● **Task requirements**
Here the job is to return only the lines of the material, exactly, from the first one to the line with "use uuid::Uuid;".

● **Entries supplied**
****************

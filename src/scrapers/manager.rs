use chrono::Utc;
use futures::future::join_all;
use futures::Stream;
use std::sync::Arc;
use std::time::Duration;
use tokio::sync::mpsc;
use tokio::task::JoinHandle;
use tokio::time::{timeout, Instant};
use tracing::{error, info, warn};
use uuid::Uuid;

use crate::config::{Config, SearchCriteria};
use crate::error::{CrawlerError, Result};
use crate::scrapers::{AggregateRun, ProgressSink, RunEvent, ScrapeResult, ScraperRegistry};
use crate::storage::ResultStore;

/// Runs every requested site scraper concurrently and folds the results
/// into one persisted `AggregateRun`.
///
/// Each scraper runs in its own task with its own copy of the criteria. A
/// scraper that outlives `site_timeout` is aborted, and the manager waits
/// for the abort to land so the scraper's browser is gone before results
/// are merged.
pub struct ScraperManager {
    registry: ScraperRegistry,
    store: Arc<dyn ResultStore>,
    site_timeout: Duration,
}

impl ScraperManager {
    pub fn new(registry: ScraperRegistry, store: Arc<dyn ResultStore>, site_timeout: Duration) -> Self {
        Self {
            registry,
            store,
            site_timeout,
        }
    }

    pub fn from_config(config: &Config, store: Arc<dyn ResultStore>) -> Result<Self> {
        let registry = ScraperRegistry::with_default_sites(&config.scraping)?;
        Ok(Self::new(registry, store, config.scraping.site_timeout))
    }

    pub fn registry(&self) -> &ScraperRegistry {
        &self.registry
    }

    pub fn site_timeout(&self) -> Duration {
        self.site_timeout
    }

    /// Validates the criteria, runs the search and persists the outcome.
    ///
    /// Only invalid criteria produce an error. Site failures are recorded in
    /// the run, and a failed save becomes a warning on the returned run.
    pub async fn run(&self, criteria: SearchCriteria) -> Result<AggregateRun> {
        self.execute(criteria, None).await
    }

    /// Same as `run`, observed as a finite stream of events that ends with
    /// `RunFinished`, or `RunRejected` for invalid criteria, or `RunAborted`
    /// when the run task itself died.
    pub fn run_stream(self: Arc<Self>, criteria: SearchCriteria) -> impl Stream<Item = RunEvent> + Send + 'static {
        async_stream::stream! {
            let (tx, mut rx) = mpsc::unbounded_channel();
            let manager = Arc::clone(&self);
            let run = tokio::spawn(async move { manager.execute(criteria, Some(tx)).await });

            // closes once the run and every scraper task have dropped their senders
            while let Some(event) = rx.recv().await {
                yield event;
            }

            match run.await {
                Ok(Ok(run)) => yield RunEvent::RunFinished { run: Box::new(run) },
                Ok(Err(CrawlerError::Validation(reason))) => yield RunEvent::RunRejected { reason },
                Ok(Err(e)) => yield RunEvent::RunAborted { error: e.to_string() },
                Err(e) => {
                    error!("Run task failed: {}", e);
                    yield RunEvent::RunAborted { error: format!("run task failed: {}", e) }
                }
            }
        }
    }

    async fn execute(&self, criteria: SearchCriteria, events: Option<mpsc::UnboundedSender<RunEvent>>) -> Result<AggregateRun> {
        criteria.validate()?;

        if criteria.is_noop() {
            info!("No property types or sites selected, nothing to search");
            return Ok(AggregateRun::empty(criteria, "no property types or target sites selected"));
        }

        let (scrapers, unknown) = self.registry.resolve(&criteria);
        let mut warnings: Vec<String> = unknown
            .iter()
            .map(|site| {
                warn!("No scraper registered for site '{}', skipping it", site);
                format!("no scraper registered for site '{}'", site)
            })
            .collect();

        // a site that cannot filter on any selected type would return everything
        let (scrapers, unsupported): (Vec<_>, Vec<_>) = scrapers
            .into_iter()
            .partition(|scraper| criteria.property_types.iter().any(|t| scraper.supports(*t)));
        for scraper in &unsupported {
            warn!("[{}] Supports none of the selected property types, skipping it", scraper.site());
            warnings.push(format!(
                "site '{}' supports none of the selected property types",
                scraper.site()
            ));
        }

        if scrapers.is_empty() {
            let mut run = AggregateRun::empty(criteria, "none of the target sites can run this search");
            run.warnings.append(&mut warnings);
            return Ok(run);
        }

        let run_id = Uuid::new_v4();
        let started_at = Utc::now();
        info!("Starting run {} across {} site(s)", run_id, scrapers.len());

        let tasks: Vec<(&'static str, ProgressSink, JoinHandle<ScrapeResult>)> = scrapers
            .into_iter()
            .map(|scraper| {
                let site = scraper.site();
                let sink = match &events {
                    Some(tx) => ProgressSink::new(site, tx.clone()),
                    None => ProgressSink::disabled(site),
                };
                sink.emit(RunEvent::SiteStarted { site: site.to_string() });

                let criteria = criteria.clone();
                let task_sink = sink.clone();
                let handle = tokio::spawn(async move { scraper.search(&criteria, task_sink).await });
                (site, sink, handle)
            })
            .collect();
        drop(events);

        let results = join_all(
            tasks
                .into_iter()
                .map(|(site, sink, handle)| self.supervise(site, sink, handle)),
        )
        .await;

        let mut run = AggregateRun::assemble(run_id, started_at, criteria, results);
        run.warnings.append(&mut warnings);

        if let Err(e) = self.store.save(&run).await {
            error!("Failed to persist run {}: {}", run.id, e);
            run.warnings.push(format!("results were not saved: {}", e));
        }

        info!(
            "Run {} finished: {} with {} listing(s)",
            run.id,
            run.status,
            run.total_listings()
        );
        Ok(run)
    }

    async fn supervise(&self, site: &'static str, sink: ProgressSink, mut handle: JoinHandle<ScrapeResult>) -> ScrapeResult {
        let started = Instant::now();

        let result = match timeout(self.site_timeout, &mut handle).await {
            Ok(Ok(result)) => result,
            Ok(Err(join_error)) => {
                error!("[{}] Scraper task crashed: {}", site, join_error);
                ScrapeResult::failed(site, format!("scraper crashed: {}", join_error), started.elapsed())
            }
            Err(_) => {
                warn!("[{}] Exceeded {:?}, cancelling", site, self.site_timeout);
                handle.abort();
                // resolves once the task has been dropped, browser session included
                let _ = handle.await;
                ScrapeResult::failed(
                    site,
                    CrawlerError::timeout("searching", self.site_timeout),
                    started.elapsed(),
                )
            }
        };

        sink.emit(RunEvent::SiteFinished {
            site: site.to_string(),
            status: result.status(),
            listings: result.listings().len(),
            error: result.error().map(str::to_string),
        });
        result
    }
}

****************

● **Solved exercise**
filename src/scrapers/manager.rs
use chrono::Utc;
use futures::future::join_all;
use futures::Stream;
use std::sync::Arc;
use std::time::Duration;
use tokio::sync::mpsc;
use tokio::task::JoinHandle;
use tokio::time::{timeout, Instant};
use tracing::{error, info, warn};
use uuid::Uuid;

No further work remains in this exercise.